Now consider that the Tops of just about every business strive to minimise the competition. Why? Because where there is no genuine competition, Tops can ignore customers, and run the organisation in a manner that extracts surplus profits from customers.
Looking at the situation from the Customer’s point of view I am clear that the most effective way of causing improvements in Customer Experience is to effect genuine competition into every industry, every market place. Genuine competition for customers will force companies to do that which they are not willing to do today: focus on creating superior value for customers – that includes the Customer Experience.
I don’t know about your country, I do know about the UK. I assert with confidence that there is no genuine-significant competition in many industries: retail banking, grocery retailing (Aldi, Lidl are starting to make a dent), energy (gas, electricity) suppliers, telecom’s providers….
Consider that if business genuinely had the interests of customers at heart then the Tops of every business would welcome increased competition in their market place. Why? It would provide the impetus to do better: to focus on creating superior value for customers – including providing a better Customer Experience.

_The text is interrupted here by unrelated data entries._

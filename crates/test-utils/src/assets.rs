use std::fs;
use std::path::Path;

/// Write a minimal but complete asset tree under `root`.
pub fn write_asset_tree(root: &Path) {
    let scripts = root.join("scripts");
    fs::create_dir_all(&scripts).expect("create scripts dir");
    for name in ["apt-config.sh", "base-setup.sh", "cleanup.sh", "create-swap.sh"] {
        fs::write(scripts.join(name), format!("#!/usr/bin/env bash\necho {name}\n"))
            .expect("write script");
    }

    let templates = root.join("templates");
    fs::create_dir_all(&templates).expect("create templates dir");
    fs::write(
        templates.join("restore-compose.yml"),
        "services:\n  restore:\n    image: ${RESTORE_IMAGE}\n    environment:\n      POSTGRES_DB: ${POSTGRES_DB}\n",
    )
    .expect("write restore template");
    fs::write(
        templates.join("compose.yml"),
        "services:\n  indexer:\n    image: ${INDEXER_IMAGE}\n    environment:\n      BITCOIND_URL: ${BITCOIND_URL}\n      DASHBOARD: ${DASHBOARD_NAME}\n",
    )
    .expect("write service template");

    let config = root.join("config");
    fs::create_dir_all(config.join("nested")).expect("create config dir");
    fs::write(config.join("indexer.toml"), "log = \"info\"\n").expect("write config file");
    fs::write(config.join("nested/extra.conf"), "x=1\n").expect("write nested config");
}

/// Temporary directory holding a `deploy/` asset tree.
pub fn temp_workspace() -> tempfile::TempDir {
    let dir = tempfile::tempdir().expect("create temp dir");
    write_asset_tree(&dir.path().join("deploy"));
    dir
}
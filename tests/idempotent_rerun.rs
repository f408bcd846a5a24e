// tests/idempotent_rerun.rs

mod common;
use crate::common::*;

use std::fs;
use std::sync::Arc;

use fleetdag::engine::TaskStatus;

#[tokio::test]
async fn second_run_only_restarts_services() {
    init_tracing();
    let dir = temp_workspace();
    let config = FleetTomlBuilder::new()
        .fast_settle()
        .local_instance("a", "10.0.0.1", 8332)
        .write_to(dir.path());
    let opts = options(dir.path(), &config);
    let env = standard_env();

    let transport = Arc::new(FakeTransport::new());
    let first = run(&opts, &env, transport.clone()).await;
    assert!(first.is_success(), "{first}");
    let a = first.instance("a").unwrap();
    assert_eq!(a.count(TaskStatus::Succeeded), 12);
    assert!(dir.path().join(".fleetdag/signatures").exists());

    let transport = Arc::new(FakeTransport::new());
    let second = run(&opts, &env, transport.clone()).await;
    assert!(second.is_success(), "{second}");
    let a = second.instance("a").unwrap();
    assert_eq!(a.count(TaskStatus::Skipped), 11);
    assert_eq!(
        a.result("a:start-services").unwrap().status,
        TaskStatus::Succeeded
    );

    // The only command sent is the service start.
    let calls = transport.calls();
    assert_eq!(calls.len(), 1, "{calls:?}");
    assert!(calls[0].command.contains("up -d --remove-orphans"));
}

#[tokio::test]
async fn edited_script_reruns_its_task_and_reboot_chain() {
    init_tracing();
    let dir = temp_workspace();
    let config = FleetTomlBuilder::new()
        .fast_settle()
        .local_instance("a", "10.0.0.1", 8332)
        .write_to(dir.path());
    let opts = options(dir.path(), &config);
    let env = standard_env();

    run(&opts, &env, Arc::new(FakeTransport::new())).await;

    fs::write(
        dir.path().join("deploy/scripts/base-setup.sh"),
        "#!/usr/bin/env bash\necho changed\n",
    )
    .unwrap();

    let transport = Arc::new(FakeTransport::new());
    let report = run(&opts, &env, transport.clone()).await;
    let a = report.instance("a").unwrap();
    assert!(a.is_success(), "{report}");

    for id in ["a:base-setup", "a:reboot", "a:settle", "a:start-services"] {
        assert_eq!(a.result(id).unwrap().status, TaskStatus::Succeeded, "{id}");
    }
    for id in ["a:apt-config", "a:cleanup", "a:restore", "a:create-swap"] {
        assert_eq!(a.result(id).unwrap().status, TaskStatus::Skipped, "{id}");
    }
    assert_eq!(transport.count_matching("10.0.0.1", "echo changed"), 1);
}

#[tokio::test]
async fn memory_store_never_skips() {
    init_tracing();
    let dir = temp_workspace();
    let config = FleetTomlBuilder::new()
        .config("signature_storage_mode = \"memory\"")
        .fast_settle()
        .local_instance("a", "10.0.0.1", 8332)
        .write_to(dir.path());
    let opts = options(dir.path(), &config);

    run(&opts, &standard_env(), Arc::new(FakeTransport::new())).await;
    let report = run(&opts, &standard_env(), Arc::new(FakeTransport::new())).await;
    assert_eq!(report.instance("a").unwrap().count(TaskStatus::Skipped), 0);
    assert!(!dir.path().join(".fleetdag/signatures").exists());
}
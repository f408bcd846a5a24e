// src/cli.rs

//! CLI argument parsing using `clap`.

use std::path::PathBuf;

use clap::{Parser, ValueEnum};

/// Command-line arguments for `fleetdag`.
#[derive(Debug, Clone, Parser)]
#[command(
    name = "fleetdag",
    version,
    about = "Provision a fleet of hosts from a declarative, dependency-ordered plan.",
    long_about = None
)]
pub struct CliArgs {
    /// Path to the fleet config file (TOML).
    #[arg(long, value_name = "PATH", default_value = "Fleet.toml")]
    pub config: PathBuf,

    /// Override document merged over the config.
    ///
    /// Default: `<config-stem>.override.toml` next to the config, if present.
    #[arg(long = "override", value_name = "PATH")]
    pub override_path: Option<PathBuf>,

    /// Directory holding `scripts/`, `templates/` and `config/`.
    #[arg(long, value_name = "DIR", default_value = "deploy")]
    pub assets: PathBuf,

    /// Only run the named instance (repeatable).
    #[arg(long, value_name = "NAME")]
    pub only: Vec<String>,

    /// Logging level (error, warn, info, debug, trace).
    ///
    /// If omitted, `FLEETDAG_LOG` or a default level will be used.
    #[arg(long, value_enum, value_name = "LEVEL")]
    pub log_level: Option<LogLevel>,

    /// Validate config and environment, print every plan, contact no host.
    #[arg(long)]
    pub dry_run: bool,
}

/// Log level as exposed on the CLI.
#[derive(Debug, Copy, Clone, ValueEnum)]
pub enum LogLevel {
    Error,
    Warn,
    Info,
    Debug,
    Trace,
}

/// Convenience wrapper around `CliArgs::parse()`.
pub fn parse() -> CliArgs {
    CliArgs::parse()
}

Is injecting genuine competition into a market place enough? Is it enough to ‘force’ the incumbents to pay attention to customers and do right by customers: focus on providing superior value for customers?
Effective Regulation Is Necessary To Make Competition Work
For two years I was leading a data mining and predictive analytics practice which operated across Europe. So I got to know something about how different countries went about implementing-enforcing the European Data Protection directive. Some countries were effective (Germany, France, Italy, Spain) and others (UK) ineffective. Why? The Germans, French, Italians, and Spaniard adequately funded their national data protection agencies and allowed them to levy unlimited fines (usually running into millions of Euros). I believe one of these countries set up the funding arrangements so that the data protection agency had to fund itself through the fines it levied on those companies found bending or simply not following the legislation. Whereas the UK government provided the minimum funding possible, and limited the fine that the national data protection agency could apply to £50,000.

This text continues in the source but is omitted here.